PIVOT-R: Primitive-Driven Waypoint-Aware World Model for Robotic Manipulation

Part of Advances in Neural Information Processing Systems 37 (NeurIPS 2024) Main Conference Track

Bibtex Paper Supplemental

Authors

Kaidong Zhang, Pengzhen Ren, Bingqian Lin, Junfan Lin, Shikui Ma, Hang Xu, Xiaodan Liang

Abstract

Language-guided robotic manipulation is a challenging task that requires an embodied agent to follow abstract user instructions to accomplish various complex manipulation tasks. Previous work generally maps instructions and visual perceptions directly to low-level executable actions, neglecting the modeling of critical waypoints (e.g., key states of “close to/grab/move up” in action trajectories) in manipulation tasks.To address this issue, we propose a PImitive-driVen waypOinT-aware world model for Robotic manipulation (PIVOT-R) that focuses solely on the prediction of task-relevant waypoints. Specifically, PIVOT-R consists of a Waypoint-aware World Model (WAWM) and a lightweight action prediction module. The former performs primitive action parsing and primitive-driven waypoint prediction, while the latter focuses on decoding low-level actions.

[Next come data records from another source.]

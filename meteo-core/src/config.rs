use anyhow::{Context, Result, anyhow};
use directories::ProjectDirs;
use serde::{Deserialize, Serialize};
use std::{
    fs,
    path::{Path, PathBuf},
};

use crate::location::Location;

/// Open-Meteo endpoint settings.
#[derive(Debug, Clone, PartialEq, Serialize, Deserialize)]
pub struct OpenMeteoConfig {
    #[serde(default = "default_base_url")]
    pub base_url: String,
}

fn default_base_url() -> String {
    "https://api.open-meteo.com/v1".to_string()
}

impl Default for OpenMeteoConfig {
    fn default() -> Self {
        Self { base_url: default_base_url() }
    }
}

/// Unit used when presenting temperatures.
#[derive(Debug, Clone, Copy, PartialEq, Eq, Default, Serialize, Deserialize)]
#[serde(rename_all = "lowercase")]
pub enum TemperatureUnit {
    #[default]
    Celsius,
    Fahrenheit,
}

impl TemperatureUnit {
    pub fn as_str(&self) -> &'static str {
        match self {
            TemperatureUnit::Celsius => "celsius",
            TemperatureUnit::Fahrenheit => "fahrenheit",
        }
    }

    pub const fn all() -> &'static [TemperatureUnit] {
        &[TemperatureUnit::Celsius, TemperatureUnit::Fahrenheit]
    }
}

impl std::fmt::Display for TemperatureUnit {
    fn fmt(&self, f: &mut std::fmt::Formatter<'_>) -> std::fmt::Result {
        f.write_str(self.as_str())
    }
}

impl TryFrom<&str> for TemperatureUnit {
    type Error = anyhow::Error;

    fn try_from(value: &str) -> Result<Self, Self::Error> {
        match value.to_lowercase().as_str() {
            "celsius" | "c" => Ok(TemperatureUnit::Celsius),
            "fahrenheit" | "f" => Ok(TemperatureUnit::Fahrenheit),
            _ => Err(anyhow!("Unknown unit '{value}'. Supported units: celsius, fahrenheit.")),
        }
    }
}

/// Top-level configuration stored on disk.
///
/// Example TOML:
/// ```toml
/// unit = "fahrenheit"
/// lookup_url = "https://ipapi.co/json/"
///
/// [home]
/// latitude = 52.52
/// longitude = 13.41
/// ```
#[derive(Debug, Clone, Default, PartialEq, Serialize, Deserialize)]
pub struct Config {
    #[serde(default)]
    pub unit: TemperatureUnit,

    /// Endpoint answering `{"latitude": .., "longitude": ..}` for the caller,
    /// used when no home is set and no coordinates are passed.
    pub lookup_url: Option<String>,

    #[serde(default)]
    pub open_meteo: OpenMeteoConfig,

    /// Fallback location when the caller passes no coordinates.
    pub home: Option<Location>,
}

impl Config {
    /// Return the home location or a hint on how to set one.
    pub fn home_location(&self) -> Result<Location> {
        self.home.ok_or_else(|| {
            anyhow!(
                "No home location configured.\n\
                 Hint: run `meteo configure`, pass both --latitude and --longitude, \
                 or set `lookup_url`."
            )
        })
    }

    pub fn set_home(&mut self, location: Location) {
        self.home = Some(location);
    }

    /// Load config from disk, or return an empty default if it doesn't exist yet.
    pub fn load() -> Result<Self> {
        Self::load_from(&Self::config_file_path()?)
    }

    pub fn load_from(path: &Path) -> Result<Self> {
        if !path.exists() {
            // First run: no config file, return empty.
            return Ok(Self::default());
        }

        let contents = fs::read_to_string(path)
            .with_context(|| format!("Failed to read config file: {}", path.display()))?;

        let cfg: Config = toml::from_str(&contents)
            .with_context(|| format!("Failed to parse config file: {}", path.display()))?;

        Ok(cfg)
    }

    /// Save config to disk, creating parent directories as needed.
    pub fn save(&self) -> Result<PathBuf> {
        let path = Self::config_file_path()?;
        self.save_to(&path)?;
        Ok(path)
    }

    pub fn save_to(&self, path: &Path) -> Result<()> {
        if let Some(parent) = path.parent() {
            fs::create_dir_all(parent).with_context(|| {
                format!("Failed to create config directory: {}", parent.display())
            })?;
        }

        let toml =
            toml::to_string_pretty(self).context("Failed to serialize configuration to TOML")?;

        fs::write(path, toml)
            .with_context(|| format!("Failed to write config file: {}", path.display()))?;

        Ok(())
    }

    /// Path to the config file.
    pub fn config_file_path() -> Result<PathBuf> {
        let dirs = ProjectDirs::from("dev", "meteo", "meteo-cli")
            .ok_or_else(|| anyhow!("Could not determine platform config directory"))?;

        Ok(dirs.config_dir().join("config.toml"))
    }
}
use crate::{
    Config,
    model::{WeatherRequest, WeatherSnapshot},
    provider::open_meteo::OpenMeteoProvider,
};
use async_trait::async_trait;
use std::{fmt::Debug, sync::Arc};

pub mod open_meteo;

#[async_trait]
pub trait WeatherProvider: Send + Sync + Debug {
    async fn get_weather(&self, request: &WeatherRequest) -> anyhow::Result<WeatherSnapshot>;
}

/// Construct the Open-Meteo provider from config.
pub fn provider_from_config(config: &Config) -> Arc<dyn WeatherProvider> {
    Arc::new(OpenMeteoProvider::new(&config.open_meteo))
}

Additionally, we also design an asynchronous hierarchical executor (AHE) for PIVOT-R, which can use different execution frequencies for different modules of the model, thereby helping the model reduce computational redundancy and improve model execution efficiency. Our PIVOT-R outperforms state-of-the-art (SoTA) open-source models on the SeaWave benchmark, achieving an average relative improvement of 19.45% across four levels of instruction tasks. Moreover, compared to the synchronously executed PIVOT-R, the execution efficiency of PIVOT-R with AHE is increased by 28-fold, with only a 2.9% drop in performance. These results provide compelling evidence that our PIVOT-R can significantly improve both the performance and efficiency of robotic manipulation.